This Week in History: Students help complete Brookside Boathouse
Sept. 1, 2010: Students from the Riverland Community College construction program volunteered their skills to help complete the boathouse in Brookside Park. The $300,000 project was made possible entirely from volunteer work and donated money and supplies.
The 2010 Nation of Patriots tour rolled through Albert Lea, a motorcycle tour that involved more than 100 Harley owners groups. The riders’ mission consisted of passing an American flag over a span of 14,000 miles through the 48 continental states to honor the armed forces in the process.
2018: At a nearly three-hour memorial service for the late Arizona Republican Sen. John McCain in Washington, McCain’s daughter and two former presidents led a public rebuke of President Donald Trump’s divisive politics and called for a return to civility among the nation’s leaders.

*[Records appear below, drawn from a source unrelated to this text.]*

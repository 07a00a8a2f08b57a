//! Configuration management for milspec-labels
//!
//! This module handles CLI argument parsing and application settings.

use anyhow::{anyhow, Context, Result};
use clap::builder::styling;
use clap::{value_parser, Arg, ColorChoice, Command};
use std::path::PathBuf;
use tracing::info;

use crate::geometry::LabelSize;

/// Build the CLI command
pub fn build_cli() -> Command {
    let styles = styling::Styles::styled()
        .header(styling::AnsiColor::Green.on_default() | styling::Effects::BOLD)
        .usage(styling::AnsiColor::Green.on_default() | styling::Effects::BOLD)
        .literal(styling::AnsiColor::Blue.on_default() | styling::Effects::BOLD)
        .placeholder(styling::AnsiColor::Cyan.on_default());

    Command::new("milspec-labels")
        .about("milspec-labels - Render MIL-STD-129 DoD and GHS drum labels from batch data")
        .color(ColorChoice::Auto)
        .styles(styles)
        .arg(
            Arg::new("data")
                .short('d')
                .long("data")
                .help("Input CSV file with one label record per row")
                .value_parser(value_parser!(String))
                .required(true),
        )
        .arg(
            Arg::new("label_type")
                .short('t')
                .long("label-type")
                .help("Label layout to render (dod, drum)")
                .value_parser(["dod", "drum"])
                .default_value("dod"),
        )
        .arg(
            Arg::new("size")
                .short('s')
                .long("size")
                .help("Default label size preset (2x1, 3x2, 4x2, 4x3, 4x4, 4x6, a6, a5)")
                .value_parser(value_parser!(String))
                .default_value("4x6"),
        )
        .arg(
            Arg::new("dpi")
                .long("dpi")
                .help("Render resolution in dots per inch")
                .value_parser(value_parser!(u32))
                .default_value("600"),
        )
        .arg(
            Arg::new("format")
                .short('f')
                .long("format")
                .help("Output file format (png, pdf)")
                .value_parser(["png", "pdf"])
                .default_value("png"),
        )
        .arg(
            Arg::new("output_path")
                .short('o')
                .long("output_path")
                .help("Output directory path")
                .value_parser(value_parser!(String))
                .default_value("./labels"),
        )
        .arg(
            Arg::new("catalog")
                .short('c')
                .long("catalog")
                .help("Optional product catalog JSON used to fill missing fields")
                .value_parser(value_parser!(String)),
        )
        .arg(
            Arg::new("pictograms")
                .long("pictograms")
                .help("Folder holding GHS pictogram PNGs for drum labels")
                .value_parser(value_parser!(String)),
        )
        .arg(
            Arg::new("all_sizes")
                .long("all-sizes")
                .help("Render every record in all size presets")
                .action(clap::ArgAction::SetTrue),
        )
        .arg(
            Arg::new("zip")
                .short('z')
                .long("zip")
                .help("Compress generated labels into a ZIP archive")
                .action(clap::ArgAction::SetTrue),
        )
        .arg(
            Arg::new("zip_name")
                .short('n')
                .long("zip_name")
                .help("Name for the output ZIP archive")
                .value_parser(value_parser!(String))
                .default_value("Labels"),
        )
        .arg(
            Arg::new("verbose")
                .short('v')
                .long("verbose")
                .help("Enable verbose logging output")
                .action(clap::ArgAction::SetTrue),
        )
        .arg(
            Arg::new("no_progress")
                .long("no-progress")
                .help("Disable progress indicators")
                .action(clap::ArgAction::SetTrue),
        )
}

#[derive(Debug, Clone)]
pub struct Config {
    /// Input CSV path
    pub data: PathBuf,

    /// Label layout type
    pub label_type: String,

    /// Default size preset key
    pub size: String,

    /// Render resolution
    pub dpi: u32,

    /// Output format (png or pdf)
    pub format: String,

    /// Output directory path
    pub output_path: PathBuf,

    /// Optional product catalog JSON path
    pub catalog: Option<PathBuf>,

    /// Folder holding GHS pictogram PNGs for drum labels
    pub pictograms: Option<PathBuf>,

    /// Render every record in all size presets
    pub all_sizes: bool,

    /// Create ZIP file for output
    pub zip: bool,

    /// Name for the output ZIP file
    pub zip_name: String,

    /// Enable verbose logging
    pub verbose: bool,

    /// Disable progress bars
    pub no_progress: bool,
}

impl Config {
    /// Parse arguments and apply initial configuration
    pub fn from_args() -> Result<Self> {
        let matches = build_cli().get_matches();

        let data = matches
            .get_one::<String>("data")
            .ok_or_else(|| anyhow!("Input data file is required"))?
            .to_string();
        let data = PathBuf::from(data);

        let output_path = matches
            .get_one::<String>("output_path")
            .cloned()
            .unwrap_or_else(|| "./labels".to_string());
        let output_path = PathBuf::from(output_path);

        let label_type = matches
            .get_one::<String>("label_type")
            .cloned()
            .unwrap_or_else(|| "dod".to_string());

        let size = matches
            .get_one::<String>("size")
            .cloned()
            .unwrap_or_else(|| "4x6".to_string());

        let dpi = matches.get_one::<u32>("dpi").copied().unwrap_or(600);

        let format = matches
            .get_one::<String>("format")
            .cloned()
            .unwrap_or_else(|| "png".to_string());

        let catalog = matches.get_one::<String>("catalog").map(PathBuf::from);
        let pictograms = matches.get_one::<String>("pictograms").map(PathBuf::from);

        let all_sizes = matches.get_flag("all_sizes");
        let zip = matches.get_flag("zip");

        let zip_name = matches
            .get_one::<String>("zip_name")
            .cloned()
            .unwrap_or_else(|| "Labels".to_string());

        let verbose = matches.get_flag("verbose");
        let no_progress = matches.get_flag("no_progress");

        let config = Config {
            data,
            label_type,
            size,
            dpi,
            format,
            output_path,
            catalog,
            pictograms,
            all_sizes,
            zip,
            zip_name,
            verbose,
            no_progress,
        };

        // Set up tracing with environment variable support
        // RUST_LOG takes precedence over verbose flag
        let env_filter = tracing_subscriber::EnvFilter::try_from_default_env()
            .unwrap_or_else(|_| tracing_subscriber::EnvFilter::new("off"));

        tracing_subscriber::fmt().with_env_filter(env_filter).init();

        if config.verbose {
            info!("Configuration: {:?}", config);
        }

        Ok(config)
    }

    /// Resolve the configured default size preset
    pub fn default_size(&self) -> Result<LabelSize> {
        LabelSize::from_key(&self.size).ok_or_else(|| {
            crate::error::LabelError::UnknownSize {
                key: self.size.clone(),
            }
            .into()
        })
    }

    /// Validate configuration settings
    pub fn validate(&self) -> Result<()> {
        // Validate input path exists
        if !self.data.exists() {
            return Err(anyhow::anyhow!(
                "Input data file does not exist: {}",
                self.data.display()
            ));
        }

        if self.dpi < 72 || self.dpi > 1200 {
            return Err(anyhow::anyhow!(
                "DPI must be between 72 and 1200, got {}",
                self.dpi
            ));
        }

        self.default_size()?;

        // Create output directory if it doesn't exist
        if !self.output_path.exists() {
            std::fs::create_dir_all(&self.output_path).with_context(|| {
                format!(
                    "Failed to create output directory: {}",
                    self.output_path.display()
                )
            })?;
            info!("Created output directory: {}", self.output_path.display());
        }

        info!("Configuration validation completed successfully");
        Ok(())
    }
}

2017: The former Hurricane Harvey completed a U-turn in the Gulf of Mexico and rolled ashore for the second time in six days, hitting southwestern Louisiana as a tropical storm with heavy rains and winds of 45 miles an hour. Floodwaters began to recede in Houston, where thousands of homes were flooded.
2010: President Barack Obama ended the U.S. combat mission in Iraq, declaring no victory after seven years of bloodshed and telling those divided over the war in his country and around the world: “It is time to turn the page.”
2005: A day after Hurricane Katrina hit, floods were covering 80% of New Orleans, looting continued to spread and rescuers in helicopters and boats picked up hundreds of stranded people.
1997: Americans received word of the car crash in Paris that claimed the lives of Princess Diana, her boyfriend, Dodi Fayed, and their driver, Henri Paul. (Because of the time difference, it was August 31 where the crash occurred.)
1983: Guion S. Bluford Jr. became the first Black American astronaut to travel in space as he blasted off aboard the Challenger.
1976: America’s Viking 2 lander touched down on Mars to take the first close-up, color photographs of the red planet’s surface.
1969: In what some regard as the birth of the Internet, two connected computers at the University of California, Los Angeles, passed test data through a 15-foot cable.
August 30, 1967: The Senate confirmed the appointment of Thurgood Marshall as the first Black justice on the U.S. Supreme Court.
Sept. 1, 1945: Americans received word of Japan’s formal surrender that ended World War II. (Because of the time difference, it was Sept. 2 in Tokyo Bay, where the ceremony took place.)
1901: Vice President Theodore Roosevelt offered the advice, “Speak softly and carry a big stick” in a speech at the Minnesota State Fair.
1888: Mary Ann Nichols, believed to be the first victim of “Jack the Ripper,” was found slain in London’s East End.
George Eastman received a patent for his roll-film box camera, and registered his trademark: “Kodak.”